Seorang Penguasa Tinggi tidak mampu menahan tekanan Lin Ming dan menyerah padanya. Dialah yang pertama bersedia menerima segel perbudakan. Yang kedua segera menyusul, lalu yang ketiga, keempat, dan seterusnya. Kekuatan Lin Ming cukup dahsyat; mereka bisa menerima menjadi budak Lin Ming jika ada kesempatan untuk mendapatkan kebebasan di masa depan – itu selalu lebih baik daripada langsung mati di sini. Jika mereka mati, mereka tidak akan memiliki apa pun yang tersisa.
Dengan demikian, lebih dari 10 Penguasa Tinggi telah ditanami segel perbudakan oleh para Tetua pengawas. Adapun para Master Menara dan Tetua yang tersisa, Demonshine menanamkan segel perbudakan pada mereka. Setelah semua ini selesai, Lin Ming menjentikkan jarinya dan tiga cahaya abu-abu melesat keluar, menembus tubuh para Tetua pengawas.
Mereka terkejut, “Tuan Lin… Anda…”
“Aku telah menempatkan segel di dalam dirimu yang berisi sedikit Medan Kekuatan Iblis Surgawi milikku. Jika kau pernah berpikir untuk mengkhianatiku, yang kubutuhkan hanyalah satu pikiran dan medan kekuatan itu akan meledak di tubuhmu, dan kau akan mengalami nasib yang sama seperti Master Menara tadi!”
Saat Lin Ming berbicara, ketiga Tetua pengawas merasakan keringat dingin mengalir di punggung mereka. Mereka tidak memiliki keberanian atau pikiran untuk berani mengkhianati Lin Ming.
Bagaimanapun, ketiga Medan Kekuatan Iblis Surgawi ini jauh lebih baik daripada segel budak. Setidaknya itu tidak akan memengaruhi kehendak bebas mereka dan mengendalikan pikiran mereka.
“Mulai hari ini, aku adalah Master Stepa, aku adalah penguasa Stepa Pembantaian Darah!” Lin Ming perlahan berkata dengan kekuatan yang dahsyat dalam suaranya. Saat dia berbicara, semua orang yang hadir berlutut, sepenuhnya menyembahnya, wajah mereka penuh dengan rasa hormat, takut, dan kagum. Kepada Lin Ming saat ini, tidak seorang pun dari mereka berani memunculkan pikiran perlawanan. Menghadapi Lin Ming, tekanannya jauh lebih besar daripada menghadapi Luosha!

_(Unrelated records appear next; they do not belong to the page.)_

//! Maps domain `AppError` to HTTP responses.

use axum::Json;
use axum::http::StatusCode;
use axum::response::{IntoResponse, Response};
use serde::{Deserialize, Serialize};

use eventhub_core::error::{AppError, ErrorKind};

/// Standard API error response body.
#[derive(Debug, Clone, Serialize, Deserialize)]
pub struct ApiErrorResponse {
    /// Machine-readable error code.
    pub error: String,
    /// Human-readable message.
    pub message: String,
}

/// HTTP-facing wrapper around [`AppError`].
///
/// Handlers return `Result<_, ApiError>`, and `?` lifts any `AppError`
/// into it. Infrastructure faults are logged here and rendered as a
/// generic 500 body; domain outcomes keep their message.
#[derive(Debug)]
pub struct ApiError(pub AppError);

impl From<AppError> for ApiError {
    fn from(err: AppError) -> Self {
        Self(err)
    }
}

impl IntoResponse for ApiError {
    fn into_response(self) -> Response {
        let err = self.0;
        let status = match err.kind {
            ErrorKind::Validation => StatusCode::UNPROCESSABLE_ENTITY,
            ErrorKind::NotFound => StatusCode::NOT_FOUND,
            ErrorKind::Authorization => StatusCode::FORBIDDEN,
            ErrorKind::InvalidCredentials => StatusCode::UNAUTHORIZED,
            ErrorKind::DuplicateEmail
            | ErrorKind::DuplicateUsername
            | ErrorKind::AlreadyJoined
            | ErrorKind::NotJoined
            | ErrorKind::EventFull => StatusCode::CONFLICT,
            ErrorKind::Database
            | ErrorKind::Configuration
            | ErrorKind::Serialization
            | ErrorKind::Internal => StatusCode::INTERNAL_SERVER_ERROR,
        };

        let message = if err.kind.is_domain() {
            err.message.clone()
        } else {
            tracing::error!(kind = %err.kind, error = %err.message, "Internal server error");
            "Internal server error".to_string()
        };

        let body = ApiErrorResponse {
            error: err.kind.to_string(),
            message,
        };

        (status, Json(body)).into_response()
    }
}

Lin Ming mengambil beberapa ramuan obat dari cincin spasialnya dan melemparkannya ke arah ketiga Tetua Pengawas.
Ramuan obat ini dikumpulkan begitu saja oleh Lin Ming saat ia berjalan-jalan di padang rumput terbuka di dalam Kuil Keajaiban. Meskipun ramuan itu tidak terlalu berharga baginya, ramuan itu dapat dianggap sebagai harta yang sangat berharga bagi orang lain. Ketiga Tetua Pengawas sangat gembira melihat ini. Meskipun mereka dianggap kaya, batasan mereka masih terbatas. Bagaimana mungkin mereka bisa dibandingkan dengan seseorang seperti Lin Ming, yang berulang kali menemukan keberuntungan di mana-mana?
“Jika kalian mengikutiku, aku tidak akan memperlakukan kalian dengan tidak adil,”
kata Lin Ming acuh tak acuh. Ketiga Tetua Pengawas dengan cepat membungkuk lagi, menunjukkan kesetiaan mereka. Kultivasi mereka hanya setara dengan titik antara manusia tingkat akhir Revolving Core dan seniman bela diri Penghancur Kehidupan. Jika ada sesuatu yang dapat mempersingkat waktu yang dibutuhkan bagi mereka untuk menjadi pembangkit tenaga tingkat Kaisar, maka bahkan segel budak pun layak.
Tanpa berbicara lebih lanjut kepada siapa pun, Lin Ming tiba-tiba meninju formasi array yang telah diselesaikan 80-90%.
“Hancurkan!”
Bang!
Dengan suara ledakan, berbagai formasi pertahanan yang melindungi ruang harta karun Kuil Suci Pembantaian Darah tiba-tiba hancur berkeping-keping. Ruang harta karun Luosha telah sepenuhnya terbuka untuk dunia.